A União Europeia e o Fantasma da Guerra
Excertos de
A União Europeia e o Fantasma da Guerra de Filipe Faria:
É fácil de perceber que a solução que os eurófilos defendem está refutada pela observação histórica; isto é, a criação de um Estado que abranja diferentes grupos étnicos não é garantia de paz; muito pelo contrário, os Estados soberanos que representam nações parecem ter um registo mais pacífico. Isto claro, não quer dizer que as guerras entre Estados nação (que por norma também representam um grupo etno-cultural) não possam ser destruidoras e atingir altos níveis de mortalidade, mas alegar que basta colocar todos os grupos dentro do mesmo Estado para evitar a guerra é, do ponto de vista histórico, uma perfeita demagogia sem qualquer sentido.
As fronteiras não existem historicamente por acaso, elas existem porque foram estabelecidas (de forma mais ou menos justa) para evitar que diferentes grupos com afiliações diferentes entrem em contacto antagónico no mesmo território.
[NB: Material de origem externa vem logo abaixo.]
//! Entity type and match models

use serde::{Deserialize, Serialize};
use std::fmt;
use std::str::FromStr;

/// Entity types anonymized when the caller does not request any explicitly
pub const DEFAULT_ENTITY_TYPES: [&str; 4] = ["DEFENDANT", "VICTIM", "WITNESS", "MINOR"];

/// Document fields treated as free text when the caller does not name any
pub const DEFAULT_TEXT_FIELDS: [&str; 6] = [
    "content",
    "text",
    "description",
    "notes",
    "statement",
    "testimony",
];

/// Sensitivity class pinned to every entity type at registry load time
///
/// The ordering is meaningful: `Low < Medium < High`.
#[derive(Debug, Clone, Copy, PartialEq, Eq, PartialOrd, Ord, Hash, Serialize, Deserialize)]
#[serde(rename_all = "lowercase")]
pub enum Sensitivity {
    /// Contact details and similar identifiers (phone, email)
    Low,
    /// Locations and secondary participants
    Medium,
    /// Parties to the case, minors, national identifiers
    High,
}

impl fmt::Display for Sensitivity {
    fn fmt(&self, f: &mut fmt::Formatter<'_>) -> fmt::Result {
        match self {
            Self::Low => write!(f, "low"),
            Self::Medium => write!(f, "medium"),
            Self::High => write!(f, "high"),
        }
    }
}

impl FromStr for Sensitivity {
    type Err = String;

    fn from_str(s: &str) -> Result<Self, Self::Err> {
        match s.trim().to_lowercase().as_str() {
            "low" => Ok(Self::Low),
            "medium" => Ok(Self::Medium),
            "high" => Ok(Self::High),
            other => Err(format!(
                "Unknown sensitivity '{other}'. Must be one of: low, medium, high"
            )),
        }
    }
}

/// Public description of a registered entity type
#[derive(Debug, Clone, PartialEq, Eq, Serialize, Deserialize)]
pub struct EntityTypeInfo {
    /// Identifier, e.g. `DEFENDANT`
    pub id: String,
    /// Sensitivity class used by the reveal policy
    pub sensitivity: Sensitivity,
    /// Human-readable description
    pub description: String,
}

/// A resolved detection in a piece of text
#[derive(Debug, Clone, PartialEq, Eq, Serialize, Deserialize)]
pub struct Match {
    /// Entity type that claimed the span
    pub entity_type: String,
    /// Byte offset of the first matched byte
    pub start: usize,
    /// Byte offset one past the last matched byte
    pub end: usize,
    /// Matched text exactly as it appears in the source
    pub literal: String,
}

impl Match {
    /// Length of the matched span in bytes
    pub fn len(&self) -> usize {
        self.end - self.start
    }

    /// Whether the span is empty
    pub fn is_empty(&self) -> bool {
        self.start == self.end
    }
}

/// Check that an entity type identifier is usable inside a redaction token
///
/// Identifiers are upper-case ASCII letters, digits and underscores, starting
/// with a letter. Hyphens are excluded because they separate the type from the
/// ordinal in `[REDACTED-<TYPE>-<n>]`.
pub fn is_valid_entity_id(id: &str) -> bool {
    let mut chars = id.chars();
    match chars.next() {
        Some(first) if first.is_ascii_uppercase() => {}
        _ => return false,
    }
    chars.all(|c| c.is_ascii_uppercase() || c.is_ascii_digit() || c == '_')
}

/// Normalize a literal for consistency comparison
///
/// Trims, collapses internal whitespace runs to a single space and lower-cases.
pub fn normalize_literal(literal: &str) -> String {
    literal
        .split_whitespace()
        .collect::<Vec<_>>()
        .join(" ")
        .to_lowercase()
}

#[cfg(test)]
mod tests {
    use super::*;

    #[test]
    fn test_sensitivity_ordering() {
        assert!(Sensitivity::Low < Sensitivity::Medium);
        assert!(Sensitivity::Medium < Sensitivity::High);
    }

    #[test]
    fn test_sensitivity_parse() {
        assert_eq!("HIGH".parse::<Sensitivity>().unwrap(), Sensitivity::High);
        assert_eq!(" low ".parse::<Sensitivity>().unwrap(), Sensitivity::Low);
        assert!("secret".parse::<Sensitivity>().is_err());
    }

    #[test]
    fn test_sensitivity_serde() {
        let json = serde_json::to_string(&Sensitivity::Medium).unwrap();
        assert_eq!(json, "\"medium\"");
    }

    #[test]
    fn test_valid_entity_ids() {
        assert!(is_valid_entity_id("DEFENDANT"));
        assert!(is_valid_entity_id("COURT_REF2"));
        assert!(!is_valid_entity_id("defendant"));
        assert!(!is_valid_entity_id("2FA"));
        assert!(!is_valid_entity_id("CASE-NO"));
        assert!(!is_valid_entity_id(""));
    }

    #[test]
    fn test_normalize_literal() {
        assert_eq!(normalize_literal("  Chukwu  "), "chukwu");
        assert_eq!(normalize_literal("12  Unity\tRoad"), "12 unity road");
        assert_eq!(normalize_literal("INJURED party"), "injured party");
    }
}
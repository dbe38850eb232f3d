//! Entity detection module
//!
//! Provides the trait-based matching interface and its regex implementation for
//! finding configured entity types in free text.

pub mod matcher;
pub mod patterns;

use crate::anonymization::models::{EngineWarning, Match};
use patterns::PatternRegistry;

/// Non-overlapping matches for one piece of text, sorted by start offset
#[derive(Debug, Clone, Default)]
pub struct MatchSet {
    /// Resolved matches
    pub matches: Vec<Match>,
    /// Warnings raised while resolving requested entity types
    pub warnings: Vec<EngineWarning>,
}

/// Trait for entity matcher implementations
pub trait EntityMatcher: Send + Sync {
    /// Find all non-overlapping matches for the requested entity types
    ///
    /// Caller order of `requested` breaks ties between equally long matches.
    fn find_matches(&self, text: &str, requested: &[String]) -> MatchSet;

    /// Registry the matcher consults
    fn registry(&self) -> &PatternRegistry;
}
A União Europeia, como projecto de engenharia social que é, rompe com o senso comum e com as tradições milenares cujos fundamentos tentam ser ignorados; ou seja, ignora que tal como os direitos de propriedade bem definidos, as boas fronteiras têm um maior potencial para gerar bons vizinhos do que as más fronteiras ou do que a ausência delas.